The conventional caustic soda process is the most widely used and best-

known refining system. The addition of an alkali solution to a crude oil

brings about a number of chemical and physical reactions.

The alkali combines with the FFA present to form soaps; the excess

caustic can also bring about the saponification of a portion of the neutral

oil, therefore, selection of the NaOH strength, mixing time, mixing

energy, temperature, and the quantity of excess caustic all have an

important part in making the alkali refining process operate effectively

and efficiently

This is an optional process to many industries as it involves

the neutralization of FFA (Free Fatty Acid) with the sodium hydroxide.

This is majorly done when we go for the refined oil.

This is simply based on the acid base reaction of FFA and NaOH.

The by-product soap which is formed is sent for the further treatments

so that the residue oil is get extracted out.

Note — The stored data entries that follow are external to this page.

#[cfg(test)]
mod tests {
    use super::*;

    #[test]
    fn address_is_case_insensitive() {
        let lower: Address = "0xc46eb37677360efdc011f4097621f15b792fa630".parse().unwrap();
        let mixed: Address = "0xC46EB37677360EFDC011F4097621f15b792fa630".parse().unwrap();
        assert_eq!(lower, mixed);
        assert_eq!(mixed.to_string(), "0xc46eb37677360efdc011f4097621f15b792fa630");
    }

    #[test]
    fn address_rejects_wrong_length() {
        assert!("0x1234".parse::<Address>().is_err());
        assert!("0xzz6eb37677360efdc011f4097621f15b792fa630".parse::<Address>().is_err());
    }

    #[test]
    fn address_rejects_malformed_hex() {
        for bad in [
            "",
            "0x",
            "0x0x6eb37677360efdc011f4097621f15b792fa630",
            "0xc46eb37677360efdc011f4097621f15b792fa63 ",
            "0xc46eb37677360efdc011f4097621f15b792fa6301",
            "c46eb37677360efdc011f4097621f15b792fa63g",
        ] {
            assert!(
                matches!(bad.parse::<Address>(), Err(Error::MalformedAddress(_))),
                "{bad:?} deveria falhar"
            );
        }

        let bare: Address = "c46eb37677360efdc011f4097621f15b792fa630".parse().unwrap();
        let upper: Address = "0XC46EB37677360EFDC011F4097621F15B792FA630".parse().unwrap();
        assert_eq!(bare, upper);
        assert_eq!(bare.as_bytes()[0], 0xc4);
    }

    #[test]
    fn parse_units_is_exact() {
        let amount = FixedPointAmount::parse_units("12.5", 18).unwrap();
        assert_eq!(amount.raw(), U256::from_dec_str("12500000000000000000").unwrap());
        assert_eq!(amount.to_string(), "12.5");
        assert_eq!(amount.to_fixed_string(), "12.500000000000000000");
    }

    #[test]
    fn parse_units_rejects_excess_precision() {
        assert!(FixedPointAmount::parse_units("1.123", 2).is_err());
        assert!(FixedPointAmount::parse_units("-1", 2).is_err());
        assert!(FixedPointAmount::parse_units("1.", 2).is_err());
        assert!(FixedPointAmount::parse_units("", 2).is_err());
    }

    #[test]
    fn amounts_compare_by_value_across_decimals() {
        let a = FixedPointAmount::parse_units("1.5", 18).unwrap();
        let b = FixedPointAmount::parse_units("1.5", 2).unwrap();
        let c = FixedPointAmount::parse_units("1.49", 2).unwrap();
        assert_eq!(a, b);
        assert!(c < a);
    }

    #[test]
    fn within_tolerance_is_symmetric() {
        let target = FixedPointAmount::parse_units("37", 18).unwrap();
        let tolerance = FixedPointAmount::parse_units("0.5", 18).unwrap();
        let above = FixedPointAmount::parse_units("37.5", 18).unwrap();
        let below = FixedPointAmount::parse_units("36.4", 18).unwrap();
        assert!(above.within(&target, &tolerance));
        assert!(!below.within(&target, &tolerance));
    }

    #[test]
    fn raw_transaction_reads_explorer_json() {
        let json = r#"{
            "hash": "0xabc",
            "from": "0xC46EB37677360EFDC011F4097621F15B792FA630",
            "to": "",
            "value": "1000000000000000000",
            "timeStamp": "1700000000",
            "isError": "1",
            "blockNumber": "18000000"
        }"#;
        let tx: RawTransaction = serde_json::from_str(json).unwrap();
        assert!(tx.is_error);
        assert!(tx.to.is_empty());
        assert_eq!(tx.block_number.as_deref(), Some("18000000"));
        assert_eq!(tx.gas_price, None);
    }

    #[test]
    fn risk_signal_uses_kind_value_shape() {
        let signal: RiskSignal =
            serde_json::from_str(r#"{"kind":"transportScheme","value":"https"}"#).unwrap();
        assert_eq!(signal, RiskSignal::TransportScheme("https".into()));
        assert_eq!(signal.kind(), SignalKind::TransportScheme);
    }
}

Selection of the caustic treatment is determined by the type of crude

oil, FFA content, past refining experience with similar oils, and the

refining equipment available. In general, the minimum amount of the

weakest strength necessary to achieve the desired endpoint should be

used to minimize saponification of neutral oil and prevent “three

phasing” or emulsions during separation. Usually, the best results are

obtained with relatively weak caustic solutions or lyes on low FFA oils

and with stronger lyes on high FFA oils.

Comparative studies have shown that more dilute caustic solutions will

remove more phosphorus, therefore, crude oils with high phosphorus

levels are best refined with dilute caustic solutions, but if they become

too diluted then difficult emulsion separation characteristics develop.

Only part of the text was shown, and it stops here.